THE PROBLEM ->
Show each line of the data below in which "failed" occurs.

────────────────────

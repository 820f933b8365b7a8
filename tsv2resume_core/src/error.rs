use miette::Diagnostic;
use thiserror::Error;

#[derive(Debug, Diagnostic, Error)]
#[non_exhaustive]
pub enum ResumeError {
	#[error(transparent)]
	#[diagnostic(code(tsv2resume::io_error))]
	Io(#[from] std::io::Error),

	#[error("input file not found: `{path}`")]
	#[diagnostic(
		code(tsv2resume::input_not_found),
		help("pass the path to a tab-separated file whose first row is a header")
	)]
	InputNotFound { path: String },

	#[error("failed to read tab-separated input: {0}")]
	#[diagnostic(
		code(tsv2resume::tsv),
		help("check that the file is UTF-8 and that quoted fields use doubled quotes (\"\")")
	)]
	Tsv(String),

	#[error("failed to parse config file: {0}")]
	#[diagnostic(
		code(tsv2resume::config_parse),
		help("check that tsv2resume.toml is valid TOML with `title`, `auto_paragraph` or `template` keys")
	)]
	ConfigParse(String),

	#[error("page template rendering failed: {0}")]
	#[diagnostic(
		code(tsv2resume::template_render),
		help("a custom page template must reference `{{{{ body }}}}` and may use `{{{{ title }}}}`")
	)]
	TemplateRender(String),

	#[error("failed to serialize sections: {0}")]
	#[diagnostic(code(tsv2resume::serialize))]
	Serialize(String),
}

impl From<csv::Error> for ResumeError {
	fn from(error: csv::Error) -> Self {
		Self::Tsv(error.to_string())
	}
}

impl From<minijinja::Error> for ResumeError {
	fn from(error: minijinja::Error) -> Self {
		Self::TemplateRender(error.to_string())
	}
}

pub type ResumeResult<T> = Result<T, ResumeError>;
pub type AnyError = Box<dyn std::error::Error>;
pub type AnyEmptyResult = Result<(), AnyError>;
pub type AnyResult<T> = Result<T, AnyError>;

────────────────────

ANSWER SPACE ->
	#[error("failed to read tab-separated input: {0}")]
	#[error("failed to parse config file: {0}")]
	#[error("page template rendering failed: {0}")]
	#[error("failed to serialize sections: {0}")]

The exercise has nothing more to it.